This report can be cited as:
KAPITA. " Iraqi Banking Sector and Financial Infrastructure Overview ”. August , 2022. https://bit.ly/3d6CiBi
Iraqi Banking Sector and Financial Infrastructure Overview
In this report, we dive deep into the financial sector in Iraq, covering Iraqi banks, government structure and spending, electronic and cashless payments, and recent developments in the Iraqi financial scene, as well as the main issues noted.
In terms of banking services and technology, Iraq is getting close to keeping up with global trends. Nevertheless, some aspects must be addressed. Iraqis are still dependent on cash payments, and according to the World Bank, a mere 23% of them owned a bank account in 2017. Issues such as the lack of confidence in the banking sector and inadequate knowledge of cashless-payment methods have slowed down financial progress.
Despite having seven state-owned banks (SOB), fifty-three private sector-owned banks (PSOB), and fourteen international bank branches. This raises the overall number of financial organizations in the country to 74. However, the Iraqi banking industry contributed only 1.94% to the country's overall GDP in 2021. While banks in Iraq have 904 branches across the country, the majority of these branches are located in the economic hubs of Baghdad and Basra, at 37.1% and 9.3%, respectively.
In Iraq, SOBs own 78.6% of the banking sector's assets, control 84% of cash credit extended, and have 87% of the total deposits. This could be because of their extensive branch network throughout the country (as they currently constitute 45.5% of total bank branches in the country) as well as the fact that they are government-guaranteed. However, they constitute only 9% of the total number of banks in the country
PSOBs on the other hand, account for 90.5% (67 out of 74 banks) of the total number of banks. PSOBs make up the vast majority of the banking sector's capital, accounting for 75.4%, owing to their greater number and adherence to the central bank's directive of having a minimum capital of 250 billion IQD. However, these banks are heavily overshadowed by SOBs, accounting for only 13% of total deposits, 16% of extended cash credit, and 21.4% of the banking sector’s assets.

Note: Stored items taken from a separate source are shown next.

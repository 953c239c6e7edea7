//! Content stream rendering: converts page contents into low-level PDF operators.

use crate::colour::{Colour, Paint};
use crate::font::encode_win_ansi;
use crate::page::{LineLayout, PageContents, ShapeLayout, SpanFont, SpanLayout};
use crate::units::Pt;
use std::io::Write;

// control point distance for approximating a quarter circle with a cubic bezier
const KAPPA: f32 = 0.552_284_8;

/// Renders page contents to a PDF content stream.
#[allow(clippy::write_with_newline)]
pub(crate) fn render_contents(contents: &[PageContents]) -> Result<Vec<u8>, std::io::Error> {
    let mut content: Vec<u8> = Vec::default();

    for page_content in contents.iter() {
        match page_content {
            PageContents::Text(spans) => render_text_spans(&mut content, spans)?,
            PageContents::Shape(shape) => render_shape(&mut content, shape)?,
            PageContents::Line(line) => render_line(&mut content, line)?,
        }
    }

    Ok(content)
}

#[allow(clippy::write_with_newline)]
fn render_text_spans(content: &mut Vec<u8>, spans: &[SpanLayout]) -> Result<(), std::io::Error> {
    let Some(first) = spans.first() else {
        return Ok(());
    };

    write!(content, "q\n")?;

    let mut current_font: SpanFont = first.font;
    let mut current_colour: Paint = first.colour;
    let mut char_spacing = Pt(0.0);
    let mut word_spacing = Pt(0.0);

    write_font(content, current_font)?;
    write_alpha(content, current_colour)?;
    write_colour(content, current_colour.colour, false)?;

    for span in spans.iter() {
        if span.font != current_font {
            current_font = span.font;
            write_font(content, current_font)?;
        }
        if span.colour != current_colour {
            current_colour = span.colour;
            write_alpha(content, current_colour)?;
            write_colour(content, current_colour.colour, false)?;
        }
        if span.char_spacing != char_spacing {
            char_spacing = span.char_spacing;
            write!(content, "{char_spacing} Tc\n")?;
        }
        if span.word_spacing != word_spacing {
            word_spacing = span.word_spacing;
            write!(content, "{word_spacing} Tw\n")?;
        }

        write!(content, "BT\n")?;
        write!(content, "{} {} Td\n", span.coords.0, span.coords.1)?;
        write!(content, "<")?;
        for byte in encode_win_ansi(&span.text) {
            write!(content, "{byte:02x}")?;
        }
        write!(content, "> Tj\n")?;
        write!(content, "ET\n")?;
    }

    write!(content, "Q\n")?;
    Ok(())
}

#[allow(clippy::write_with_newline)]
fn render_shape(content: &mut Vec<u8>, shape: &ShapeLayout) -> Result<(), std::io::Error> {
    write!(content, "q\n")?;
    // one graphics state is shared by fill and stroke; the fill's opacity wins
    if let Some(paint) = shape.fill.or(shape.stroke) {
        write_alpha(content, paint)?;
    }
    if let Some(fill) = shape.fill {
        write_colour(content, fill.colour, false)?;
    }
    if let Some(stroke) = shape.stroke {
        write_colour(content, stroke.colour, true)?;
        write!(content, "{} w\n", shape.line_width)?;
    }

    let PathBox { x, y, w, h } = PathBox::of(shape);
    let r = shape.radius.0.min(w / 2.0).min(h / 2.0).max(0.0);
    if r == 0.0 {
        write!(content, "{x} {y} {w} {h} re\n")?;
    } else {
        let k = r * KAPPA;
        let (right, top) = (x + w, y + h);
        write!(content, "{} {y} m\n", x + r)?;
        write!(content, "{} {y} l\n", right - r)?;
        write!(
            content,
            "{} {y} {right} {} {right} {} c\n",
            right - r + k,
            y + r - k,
            y + r
        )?;
        write!(content, "{right} {} l\n", top - r)?;
        write!(
            content,
            "{right} {} {} {top} {} {top} c\n",
            top - r + k,
            right - r + k,
            right - r
        )?;
        write!(content, "{} {top} l\n", x + r)?;
        write!(
            content,
            "{} {top} {x} {} {x} {} c\n",
            x + r - k,
            top - r + k,
            top - r
        )?;
        write!(content, "{x} {} l\n", y + r)?;
        write!(content, "{x} {} {} {y} {} {y} c\n", y + r - k, x + r - k, x + r)?;
        write!(content, "h\n")?;
    }

    let paint_op = match (shape.fill.is_some(), shape.stroke.is_some()) {
        (true, true) => "B",
        (true, false) => "f",
        (false, true) => "S",
        (false, false) => "n",
    };
    write!(content, "{paint_op}\n")?;
    write!(content, "Q\n")?;
    Ok(())
}

#[allow(clippy::write_with_newline)]
fn render_line(content: &mut Vec<u8>, line: &LineLayout) -> Result<(), std::io::Error> {
    write!(content, "q\n")?;
    write_alpha(content, line.colour)?;
    write_colour(content, line.colour.colour, true)?;
    write!(content, "{} w\n", line.width)?;
    write!(content, "{} {} m\n", line.from.0, line.from.1)?;
    write!(content, "{} {} l\n", line.to.0, line.to.1)?;
    write!(content, "S\n")?;
    write!(content, "Q\n")?;
    Ok(())
}

/// Plain `f32` view of a shape's rectangle, for writing path operators
struct PathBox {
    x: f32,
    y: f32,
    w: f32,
    h: f32,
}

impl PathBox {
    fn of(shape: &ShapeLayout) -> PathBox {
        PathBox {
            x: shape.rect.x1.0,
            y: shape.rect.y1.0,
            w: shape.rect.width().0,
            h: shape.rect.height().0,
        }
    }
}

#[allow(clippy::write_with_newline)]
fn write_font(content: &mut Vec<u8>, font: SpanFont) -> Result<(), std::io::Error> {
    write!(content, "/F{} {} Tf\n", font.font.index(), font.size)
}

#[allow(clippy::write_with_newline)]
fn write_alpha(content: &mut Vec<u8>, paint: Paint) -> Result<(), std::io::Error> {
    if paint.is_opaque() {
        return Ok(());
    }
    write!(content, "/GS{} gs\n", paint.alpha_key())
}

#[allow(clippy::write_with_newline)]
fn write_colour(content: &mut Vec<u8>, colour: Colour, stroke: bool) -> Result<(), std::io::Error> {
    match (colour, stroke) {
        (Colour::RGB { r, g, b }, false) => write!(content, "{r} {g} {b} rg\n"),
        (Colour::RGB { r, g, b }, true) => write!(content, "{r} {g} {b} RG\n"),
        (Colour::CMYK { c, m, y, k }, false) => write!(content, "{c} {m} {y} {k} k\n"),
        (Colour::CMYK { c, m, y, k }, true) => write!(content, "{c} {m} {y} {k} K\n"),
        (Colour::Grey { g }, false) => write!(content, "{g} g\n"),
        (Colour::Grey { g }, true) => write!(content, "{g} G\n"),
    }
}

#[cfg(test)]
mod tests {
    use super::*;
    use crate::colour::colours;
    use crate::font::BuiltinFont;
    use crate::rect;

    fn rendered(contents: &[PageContents]) -> String {
        String::from_utf8(render_contents(contents).expect("renders")).expect("ascii output")
    }

    #[test]
    fn text_is_hex_encoded_with_spacing_operators() {
        let out = rendered(&[PageContents::Text(vec![SpanLayout {
            text: "Hi".into(),
            font: SpanFont {
                font: BuiltinFont::HelveticaBold,
                size: Pt(16.0),
            },
            colour: colours::BLACK.into(),
            coords: (Pt(50.0), Pt(700.0)),
            char_spacing: Pt(1.0),
            word_spacing: Pt(0.0),
        }])]);

        assert!(out.contains("/F1 16 Tf\n"));
        assert!(out.contains("0 g\n"));
        assert!(out.contains("1 Tc\n"));
        assert!(!out.contains("Tw\n"));
        assert!(out.contains("50 700 Td\n<4869> Tj\n"));
    }

    #[test]
    fn translucent_rounded_shapes_select_a_graphics_state() {
        let out = rendered(&[PageContents::Shape(ShapeLayout {
            rect: rect::Rect::from_xywh(Pt(10.0), Pt(10.0), Pt(40.0), Pt(20.0)),
            radius: Pt(8.0),
            fill: Some(Paint::new(colours::CHIP_GREY, 0.3)),
            stroke: Some(Paint::new(colours::CHIP_GREY, 0.3)),
            line_width: Pt(1.0),
        })]);

        assert!(out.contains("/GS300 gs\n"));
        assert!(out.contains("18 10 m\n"));
        assert!(out.contains(" c\n"));
        assert!(out.trim_end().ends_with("B\nQ"));
    }

    #[test]
    fn square_corners_use_the_rectangle_operator() {
        let out = rendered(&[PageContents::Shape(ShapeLayout {
            rect: rect::Rect::from_xywh(Pt(0.0), Pt(832.0), Pt(595.0), Pt(10.0)),
            radius: Pt(0.0),
            fill: Some(colours::BLACK.into()),
            stroke: None,
            line_width: Pt(1.0),
        })]);

        assert!(out.contains("0 832 595 10 re\nf\n"));
        assert!(!out.contains("gs"));
    }
}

In this report we also explore the Iraqi public budget for 2021. The budget exhibits 129 trillion IQD (88 billion USD) in expenses, and a record deficit of 28 trillion IQD (19 billion USD). 87.3% of proposed budget income is derived from oil revenues.
When reviewing the 2021 public budget's expenditures, certain numbers stand out. For example, with regard to provinces, Baghdad received the largest share of spending, reaching 19,258 billion IQD (3.463% of the total budget). It is unfortunate to witness that the provinces that have suffered the most as a result of the Islamic State's invasion have not been given enough consideration; Nineveh and Sala Al-Din, the provinces that incurred the most damage, received only 0.275% and 0.155%, respectively, of the total budget, the least amount amongst all the provinces.
Moreover, electronic payment in Iraq is witnessing gradual growth. The number of issued electronic cards has grown since 2017. Prepaid cards, in particular, have grown exponentially in popularity, with over 9.7 million cards issued by the end of 2021. This preference seems to be due to the ease of their use and the simplicity with which they can be obtained without the requirement to create a bank account.
In the sectoral investment scene, SOBs are taking the lead. 2021 saw an increase of 11.4% in investment budgets from the previous year, which suffered financial ramifications brought forth by the COVID-19 epidemic. Additionally, Private shared and local banks’ investments skyrocketed in 2021, exhibiting an increase of around 183% and 77%, respectively, when compared to 2020. Private foreign banks investment, however, displayed a steep decline in 2021 of about 60% when compared to the previous year.
In order for the banking sector to flourish and keep up with global trends, more actions must be done, such as earning the confidence of the Iraqi people, moving away from cash, expanding the reach of bank branches, maintaining and renovating bank structures, and upgrading technical infrastructure.